謁見の間に各々整列した役人や大臣が拝礼を行う中、いつも通りフェイロンは中央の玉座に悠々と座った。
 だが、その姿に周りの人間は誰もがギョッと目を見張る。

「へ、陛下……?」
「なんだ?」
「どうしました、その?」
「何かおかしいか?」
「いや、おかしいといいますか……」

 もごもごと言いづらそうに口ごもる宰相の代わりに、ホンが空気を読まずにズバリと言った。

「なんで青龍様、陛下に膝抱っこされてんですか?」

 役人達が一斉に、コイツよく言えるな!?と驚愕する中、フェイロンは涼しい顔で答える。

「アオは、この国の守護龍だ。別に何もおかしい事はないだろう?」
 「や、それはまぁ、いいんですけど。なんで、膝抱っこ? 赤ちゃんっぽくないですか?せめて、俺のヤンみたいに肩に乗せるとかぁ」
 
 またしてもホン以外の役人達全員が、コイツ本当に命知らずだな…と驚愕し続ける中、フェイロンは少し怒ったように答えた。

「肩なんかに乗せて、アオが滑ったら危ないだろうが」
「……っ!?」

 今度こそ、謁見の間にいる王以外の全ての人間が驚愕した。ホンが隣にいるグアンに声をひそめて話かける。

「陛下どうしちゃったんだ?前まで青龍様にはめっちゃ塩対応だったじゃん」
「え、ええ……熱を出されてから、どうも心境の変化があったらしく。今朝もどうしても朝議に連れて行くと、半ば無理やり青龍様を抱っこして連れてきてしまいまして……」

  二人がコソコソと話している最中も、フェイロンは顔色ひとつ変えずに優雅に手をあげて言い放った。

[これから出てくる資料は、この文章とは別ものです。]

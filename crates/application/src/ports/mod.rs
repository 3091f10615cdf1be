//! Port definitions (interfaces)
//!
//! Ports define the boundaries between the application core and external systems.
//! Each port is a trait that can be implemented by adapters in the infrastructure layer.

mod clock;
mod file_system;
mod http_client;
mod observer;
mod validator;

pub use clock::Clock;
pub use file_system::{FileSystem, FileSystemError};
pub use http_client::{HttpClient, HttpClientError, RawResponse};
pub use observer::{NoopObserver, ScenarioObserver};
pub use validator::ResponseValidator;
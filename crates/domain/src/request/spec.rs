//! Probe request record and its builder

use std::time::Duration;

use serde::{Deserialize, Serialize};

use super::header::{
    API_KEY_HEADER, AUTHORIZATION_HEADER, CONTENT_LENGTH_HEADER, CONTENT_TYPE_HEADER, Headers,
};
use super::{HttpMethod, RequestBody};
use crate::config::{DEFAULT_REQUEST_TIMEOUT, ServiceEndpoint};
use crate::error::{DomainError, DomainResult};
use crate::session::SessionToken;

/// A fully built probe request.
///
/// Created fresh for every call and never reused. The builder fills in the
/// `apikey`, `Authorization`, `Content-Type` and `Content-Length` headers, so
/// a built request is exactly what goes on the wire.
#[derive(Debug, Clone, PartialEq, Eq, Serialize, Deserialize)]
pub struct ProbeRequest {
    /// HTTP method
    pub method: HttpMethod,
    /// URL scheme
    pub scheme: String,
    /// Target host
    pub host: String,
    /// Target port
    pub port: u16,
    /// Absolute path, starting with `/`
    pub path: String,
    /// Encoded query string, without the leading `?`
    #[serde(default, skip_serializing_if = "Option::is_none")]
    pub query: Option<String>,
    /// Headers sent with the request
    pub headers: Headers,
    /// Serialized body; empty when the request has none
    #[serde(default)]
    pub body: Vec<u8>,
    /// Bound after which the request is abandoned
    pub timeout: Duration,
}

impl ProbeRequest {
    /// Starts building a request to `path` on `endpoint`.
    #[must_use]
    pub fn builder(
        method: HttpMethod,
        endpoint: &ServiceEndpoint,
        path: impl Into<String>,
    ) -> ProbeRequestBuilder {
        ProbeRequestBuilder {
            method,
            endpoint: endpoint.clone(),
            path: path.into(),
            query: Vec::new(),
            headers: Headers::new(),
            body: RequestBody::None,
            timeout: DEFAULT_REQUEST_TIMEOUT,
        }
    }

    /// Returns the full request URL.
    #[must_use]
    pub fn url(&self) -> String {
        match &self.query {
            Some(query) => format!("{}://{}:{}{}?{query}", self.scheme, self.host, self.port, self.path),
            None => format!("{}://{}:{}{}", self.scheme, self.host, self.port, self.path),
        }
    }

    /// Returns `host:port/path?query`, the label used in reports.
    #[must_use]
    pub fn endpoint_label(&self) -> String {
        match &self.query {
            Some(query) => format!("{}:{}{}?{query}", self.host, self.port, self.path),
            None => format!("{}:{}{}", self.host, self.port, self.path),
        }
    }

    /// Returns true if the request carries a body.
    #[must_use]
    #[allow(clippy::missing_const_for_fn)] // Vec::is_empty is not const in stable
    pub fn has_body(&self) -> bool {
        !self.body.is_empty()
    }
}

/// Builder for [`ProbeRequest`].
#[derive(Debug, Clone)]
pub struct ProbeRequestBuilder {
    method: HttpMethod,
    endpoint: ServiceEndpoint,
    path: String,
    query: Vec<(String, String)>,
    headers: Headers,
    body: RequestBody,
    timeout: Duration,
}

impl ProbeRequestBuilder {
    /// Appends a query parameter.
    #[must_use]
    pub fn query(mut self, name: impl Into<String>, value: impl Into<String>) -> Self {
        self.query.push((name.into(), value.into()));
        self
    }

    /// Sets an arbitrary header.
    #[must_use]
    pub fn header(mut self, name: impl Into<String>, value: impl Into<String>) -> Self {
        self.headers.set(name, value);
        self
    }

    /// Sends the `apikey` header when a key is available.
    #[must_use]
    pub fn api_key(mut self, key: Option<&str>) -> Self {
        if let Some(key) = key {
            self.headers.set(API_KEY_HEADER, key);
        }
        self
    }

    /// Sends a bearer `Authorization` header when a token was supplied.
    #[must_use]
    pub fn bearer(mut self, token: Option<&SessionToken>) -> Self {
        if let Some(token) = token {
            self.headers.set(AUTHORIZATION_HEADER, token.bearer());
        }
        self
    }

    /// Sets the request body.
    #[must_use]
    pub fn body(mut self, body: RequestBody) -> Self {
        self.body = body;
        self
    }

    /// Sets the wait bound.
    #[must_use]
    pub const fn timeout(mut self, timeout: Duration) -> Self {
        self.timeout = timeout;
        self
    }

    /// Finishes the request.
    ///
    /// # Errors
    ///
    /// Returns an error if the path is not absolute, the query cannot be
    /// encoded or the body cannot be serialized.
    pub fn build(self) -> DomainResult<ProbeRequest> {
        if !self.path.starts_with('/') {
            return Err(DomainError::InvalidUrl(format!(
                "path must start with '/': {}",
                self.path
            )));
        }

        let query = if self.query.is_empty() {
            None
        } else {
            Some(
                serde_urlencoded::to_string(&self.query)
                    .map_err(|e| DomainError::InvalidQuery(e.to_string()))?,
            )
        };

        let mut headers = self.headers;
        let body = self.body.to_bytes()?;
        if let Some(content_type) = self.body.content_type() {
            if !headers.contains(CONTENT_TYPE_HEADER) {
                headers.set(CONTENT_TYPE_HEADER, content_type);
            }
            headers.set(CONTENT_LENGTH_HEADER, body.len().to_string());
        }

        Ok(ProbeRequest {
            method: self.method,
            scheme: self.endpoint.scheme,
            host: self.endpoint.host,
            port: self.endpoint.port,
            path: self.path,
            query,
            headers,
            body,
            timeout: self.timeout,
        })
    }
}
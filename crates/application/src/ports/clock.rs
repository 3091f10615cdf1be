//! Clock port for time-related operations

use chrono::{DateTime, Utc};

/// Port for getting the current time.
///
/// Run summaries are stamped through this port so tests can pin timestamps.
pub trait Clock: Send + Sync {
    /// Returns the current UTC timestamp.
    fn now(&self) -> DateTime<Utc>;
}
//! Session details gathered once at startup: who is logged in, and the password
//! marker file.
//!
//! Nothing here is allowed to stop the lock screen from starting. Every failure degrades
//! to a fallback and a warning.

use anyhow::{Context, Result};
use std::path::{Path, PathBuf};

use crate::common::constants::{
    DATA_DIR_NAME, FALLBACK_USERNAME, MARKER_FILE_NAME, MARKER_PLACEHOLDER,
};
use crate::common::utils::private_path;

/// Name shown for the user running the process.
///
/// The real name from the GECOS field wins over the login name; `"Guest"` is used when
/// the user cannot be resolved at all.
pub fn current_username() -> String {
    match nix::unistd::User::from_uid(nix::unistd::getuid()) {
        Ok(Some(user)) if !user.name.is_empty() => {
            display_name(&user.name, &user.gecos.to_string_lossy())
        }
        Ok(_) => {
            log_warning!("No user entry for the current uid, using {FALLBACK_USERNAME}");
            FALLBACK_USERNAME.to_string()
        }
        Err(e) => {
            log_warning!("Failed to look up the current user: {e}");
            FALLBACK_USERNAME.to_string()
        }
    }
}

/// First GECOS field (the full name) if it is set, otherwise `login`.
fn display_name(login: &str, gecos: &str) -> String {
    match gecos.split(',').next().map(str::trim) {
        Some(real_name) if !real_name.is_empty() => real_name.to_string(),
        _ => login.to_string(),
    }
}

/// Outcome of checking the password marker.
#[derive(Debug, Clone, PartialEq, Eq)]
pub struct MarkerStatus {
    /// `None` when no data directory could be determined.
    pub path: Option<PathBuf>,
    pub exists: bool,
}

/// Marker location: `<base>/VivaceLockScreen/password.txt`.
///
/// `base` overrides the platform data directory.
pub fn marker_path(base: Option<&Path>) -> Option<PathBuf> {
    let base = match base {
        Some(dir) => dir.to_path_buf(),
        None => dirs::data_dir()?,
    };
    Some(base.join(DATA_DIR_NAME).join(MARKER_FILE_NAME))
}

/// Make sure the marker file exists, creating it with placeholder content if missing.
///
/// The content is never read back.
pub fn ensure_marker(path: &Path) -> Result<bool> {
    if path.is_file() {
        return Ok(false);
    }

    if let Some(parent) = path.parent() {
        std::fs::create_dir_all(parent)
            .with_context(|| format!("Failed to create {}", private_path(parent)))?;
    }
    std::fs::write(path, MARKER_PLACEHOLDER)
        .with_context(|| format!("Failed to write {}", private_path(path)))?;
    Ok(true)
}

/// Locate and, if needed, create the marker. Failures are logged, never returned.
pub fn check_marker(base: Option<&Path>) -> MarkerStatus {
    let Some(path) = marker_path(base) else {
        log_warning!("No data directory available, password marker disabled");
        return MarkerStatus {
            path: None,
            exists: false,
        };
    };

    let exists = match ensure_marker(&path) {
        Ok(true) => {
            log_decorated!("Created password marker at {}", private_path(&path));
            true
        }
        Ok(false) => {
            log_decorated!("Password marker found at {}", private_path(&path));
            true
        }
        Err(e) => {
            log_error!("{e:#}");
            false
        }
    };

    MarkerStatus {
        path: Some(path),
        exists,
    }
}

/// Username plus marker state, as shown and used by the lock screen.
#[derive(Debug, Clone, PartialEq, Eq)]
pub struct Session {
    pub username: String,
    pub marker: MarkerStatus,
}

impl Session {
    pub fn detect(data_dir: Option<&Path>) -> Self {
        Self {
            username: current_username(),
            marker: check_marker(data_dir),
        }
    }
}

「皆のもの、いつも通りに朝議を始めてくれ。アオの事は気にするな。どうも俺がいないと寂しいと泣くもんでな、仕方なく連れてきたのだ」

 とんでもない嘘を堂々とつく王に、ホンとグアンはお互い顔を見合わせる。

「青龍様が言葉が分からないと思って言いたい放題だなぁ、陛下」

 ホンの言葉に、グアンの顔色はどんどん青くなる。実際は青龍が言葉を理解している事は王も知っているはずなのだが……。

 チラリと青龍に目を向けると、遠くを見つめている目が死んでいるように思えるのは気のせいか──。

 (へ、陛下ぁ。仲良くしてくれとはいいましたが、やり過ぎですよっ)

 グアンがヒヤヒヤする中、朝議は、じっと大人しく膝抱っこされている青龍以外は、通常通り進行していった。